(Stored items)
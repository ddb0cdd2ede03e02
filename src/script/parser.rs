//! Parsing of declarative step scripts.
//!
//! A script is a JSON document with a `steps` array. Each record is matched
//! by key presence, in a fixed precedence order:
//!
//! 1. `timeout` — wait, value is milliseconds
//! 2. `ref` — capture, value is the reference label/path
//! 3. `mouse.click` — click, value is a two-element coordinate pair
//!
//! A record matching none of these (including a recognized key with a
//! malformed value) parses to [`Step::Unknown`] and is reported as a warning
//! at run time rather than rejecting the script.

use serde_json::Value;
use std::fs;
use std::path::Path;

use crate::script::types::{ScriptError, ScriptResult, Step};

/// Load and parse a script file
pub fn load_script(path: &Path) -> ScriptResult<Vec<Step>> {
    let text = fs::read_to_string(path)?;
    parse_script(&text)
}

/// Parse a script document into an ordered step sequence
pub fn parse_script(text: &str) -> ScriptResult<Vec<Step>> {
    let doc: Value = serde_json::from_str(text)?;
    let records = doc
        .get("steps")
        .and_then(Value::as_array)
        .ok_or_else(|| ScriptError::Shape("document has no `steps` array".to_string()))?;

    Ok(records
        .iter()
        .enumerate()
        .map(|(index, record)| parse_step(index, record))
        .collect())
}

/// Match one step record against the recognized shapes.
///
/// Key *presence* decides the match: a record carrying several recognized
/// keys resolves to the first present key in the precedence order above,
/// and a present key with a malformed value is `Unknown` — it never falls
/// through to a later key.
fn parse_step(index: usize, record: &Value) -> Step {
    if let Some(value) = record.get("timeout") {
        return match value.as_u64() {
            Some(ms) => Step::Wait { ms },
            None => Step::Unknown { index },
        };
    }

    if let Some(value) = record.get("ref") {
        return match value.as_str() {
            Some(reference) => Step::Capture {
                reference: reference.to_string(),
            },
            None => Step::Unknown { index },
        };
    }

    if let Some(value) = record.get("mouse.click") {
        if let Some(coords) = value.as_array() {
            if let [x, y] = coords.as_slice() {
                if let (Some(x), Some(y)) = (x.as_i64(), y.as_i64()) {
                    return Step::Click { x, y };
                }
            }
        }
        return Step::Unknown { index };
    }

    Step::Unknown { index }
}

#[cfg(test)]
mod tests {
    use super::*;
    use pretty_assertions::assert_eq;

    #[test]
    fn test_parse_full_script() {
        let text = r#"{
            "steps": [
                { "timeout": 5000 },
                { "ref": "home.png" },
                { "mouse.click": [120, 300] },
                { "ref": "after_click.png" }
            ]
        }"#;

        let steps = parse_script(text).unwrap();
        assert_eq!(
            steps,
            vec![
                Step::Wait { ms: 5000 },
                Step::Capture {
                    reference: "home.png".to_string()
                },
                Step::Click { x: 120, y: 300 },
                Step::Capture {
                    reference: "after_click.png".to_string()
                },
            ]
        );
    }

    #[test]
    fn test_key_precedence() {
        // timeout wins over ref, ref wins over mouse.click
        let text = r#"{
            "steps": [
                { "timeout": 100, "ref": "a.png" },
                { "ref": "b.png", "mouse.click": [1, 2] }
            ]
        }"#;

        let steps = parse_script(text).unwrap();
        assert_eq!(steps[0], Step::Wait { ms: 100 });
        assert_eq!(
            steps[1],
            Step::Capture {
                reference: "b.png".to_string()
            }
        );
    }

    #[test]
    fn test_unrecognized_record_is_unknown() {
        let text = r#"{ "steps": [ { "foo": 1 }, { "timeout": 10 } ] }"#;
        let steps = parse_script(text).unwrap();
        assert_eq!(steps[0], Step::Unknown { index: 0 });
        assert_eq!(steps[1], Step::Wait { ms: 10 });
    }

    #[test]
    fn test_malformed_values_are_unknown() {
        let text = r#"{
            "steps": [
                { "timeout": "soon" },
                { "ref": 42 },
                { "mouse.click": [1] },
                { "mouse.click": [1, "two"] }
            ]
        }"#;

        let steps = parse_script(text).unwrap();
        for (i, step) in steps.iter().enumerate() {
            assert_eq!(*step, Step::Unknown { index: i });
        }
    }

    #[test]
    fn test_malformed_value_does_not_fall_through_to_later_keys() {
        // `timeout` is present, so the record is matched as a wait even
        // though its value is unusable; the valid `ref` must not win.
        let text = r#"{ "steps": [ { "timeout": "soon", "ref": "a.png" } ] }"#;
        let steps = parse_script(text).unwrap();
        assert_eq!(steps[0], Step::Unknown { index: 0 });
    }

    #[test]
    fn test_negative_timeout_is_unknown() {
        let text = r#"{ "steps": [ { "timeout": -5 } ] }"#;
        let steps = parse_script(text).unwrap();
        assert_eq!(steps[0], Step::Unknown { index: 0 });
    }

    #[test]
    fn test_missing_steps_field() {
        let err = parse_script(r#"{ "actions": [] }"#).unwrap_err();
        assert!(matches!(err, ScriptError::Shape(_)));
    }

    #[test]
    fn test_invalid_json() {
        let err = parse_script("not json").unwrap_err();
        assert!(matches!(err, ScriptError::Json(_)));
    }

    #[test]
    fn test_empty_steps() {
        let steps = parse_script(r#"{ "steps": [] }"#).unwrap();
        assert!(steps.is_empty());
    }
}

* [What needs to be done] Take the entries above and transcribe them exactly.

* [The answer]
repository ddb0cdd2ede03e02
filename src/script/parser.rs
//! Parsing of declarative step scripts.
//!
//! A script is a JSON document with a `steps` array. Each record is matched
//! by key presence, in a fixed precedence order:
//!
//! 1. `timeout` — wait, value is milliseconds
//! 2. `ref` — capture, value is the reference label/path
//! 3. `mouse.click` — click, value is a two-element coordinate pair
//!
//! A record matching none of these (including a recognized key with a
//! malformed value) parses to [`Step::Unknown`] and is reported as a warning
//! at run time rather than rejecting the script.

use serde_json::Value;
use std::fs;
use std::path::Path;

use crate::script::types::{ScriptError, ScriptResult, Step};

/// Load and parse a script file
pub fn load_script(path: &Path) -> ScriptResult<Vec<Step>> {
    let text = fs::read_to_string(path)?;
    parse_script(&text)
}

/// Parse a script document into an ordered step sequence
pub fn parse_script(text: &str) -> ScriptResult<Vec<Step>> {
    let doc: Value = serde_json::from_str(text)?;
    let records = doc
        .get("steps")
        .and_then(Value::as_array)
        .ok_or_else(|| ScriptError::Shape("document has no `steps` array".to_string()))?;

    Ok(records
        .iter()
        .enumerate()
        .map(|(index, record)| parse_step(index, record))
        .collect())
}

/// Match one step record against the recognized shapes.
///
/// Key *presence* decides the match: a record carrying several recognized
/// keys resolves to the first present key in the precedence order above,
/// and a present key with a malformed value is `Unknown` — it never falls
/// through to a later key.
fn parse_step(index: usize, record: &Value) -> Step {
    if let Some(value) = record.get("timeout") {
        return match value.as_u64() {
            Some(ms) => Step::Wait { ms },
            None => Step::Unknown { index },
        };
    }

    if let Some(value) = record.get("ref") {
        return match value.as_str() {
            Some(reference) => Step::Capture {
                reference: reference.to_string(),
            },
            None => Step::Unknown { index },
        };
    }

    if let Some(value) = record.get("mouse.click") {
        if let Some(coords) = value.as_array() {
            if let [x, y] = coords.as_slice() {
                if let (Some(x), Some(y)) = (x.as_i64(), y.as_i64()) {
                    return Step::Click { x, y };
                }
            }
        }
        return Step::Unknown { index };
    }

    Step::Unknown { index }
}

#[cfg(test)]
mod tests {
    use super::*;
    use pretty_assertions::assert_eq;

    #[test]
    fn test_parse_full_script() {
        let text = r#"{
            "steps": [
                { "timeout": 5000 },
                { "ref": "home.png" },
                { "mouse.click": [120, 300] },
                { "ref": "after_click.png" }
            ]
        }"#;

        let steps = parse_script(text).unwrap();
        assert_eq!(
            steps,
            vec![
                Step::Wait { ms: 5000 },
                Step::Capture {
                    reference: "home.png".to_string()
                },
                Step::Click { x: 120, y: 300 },
                Step::Capture {
                    reference: "after_click.png".to_string()
                },
            ]
        );
    }

    #[test]
    fn test_key_precedence() {
        // timeout wins over ref, ref wins over mouse.click
        let text = r#"{
            "steps": [
                { "timeout": 100, "ref": "a.png" },
                { "ref": "b.png", "mouse.click": [1, 2] }
            ]
        }"#;

        let steps = parse_script(text).unwrap();
        assert_eq!(steps[0], Step::Wait { ms: 100 });
        assert_eq!(
            steps[1],
            Step::Capture {
                reference: "b.png".to_string()
            }
        );
    }

    #[test]
    fn test_unrecognized_record_is_unknown() {
        let text = r#"{ "steps": [ { "foo": 1 }, { "timeout": 10 } ] }"#;
        let steps = parse_script(text).unwrap();
        assert_eq!(steps[0], Step::Unknown { index: 0 });
        assert_eq!(steps[1], Step::Wait { ms: 10 });
    }

    #[test]
    fn test_malformed_values_are_unknown() {
        let text = r#"{
            "steps": [
                { "timeout": "soon" },
                { "ref": 42 },
                { "mouse.click": [1] },
                { "mouse.click": [1, "two"] }
            ]
        }"#;

        let steps = parse_script(text).unwrap();
        for (i, step) in steps.iter().enumerate() {
            assert_eq!(*step, Step::Unknown { index: i });
        }
    }

    #[test]
    fn test_malformed_value_does_not_fall_through_to_later_keys() {
        // `timeout` is present, so the record is matched as a wait even
        // though its value is unusable; the valid `ref` must not win.
        let text = r#"{ "steps": [ { "timeout": "soon", "ref": "a.png" } ] }"#;
        let steps = parse_script(text).unwrap();
        assert_eq!(steps[0], Step::Unknown { index: 0 });
    }

    #[test]
    fn test_negative_timeout_is_unknown() {
        let text = r#"{ "steps": [ { "timeout": -5 } ] }"#;
        let steps = parse_script(text).unwrap();
        assert_eq!(steps[0], Step::Unknown { index: 0 });
    }

    #[test]
    fn test_missing_steps_field() {
        let err = parse_script(r#"{ "actions": [] }"#).unwrap_err();
        assert!(matches!(err, ScriptError::Shape(_)));
    }

    #[test]
    fn test_invalid_json() {
        let err = parse_script("not json").unwrap_err();
        assert!(matches!(err, ScriptError::Json(_)));
    }

    #[test]
    fn test_empty_steps() {
        let steps = parse_script(r#"{ "steps": [] }"#).unwrap();
        assert!(steps.is_empty());
    }
}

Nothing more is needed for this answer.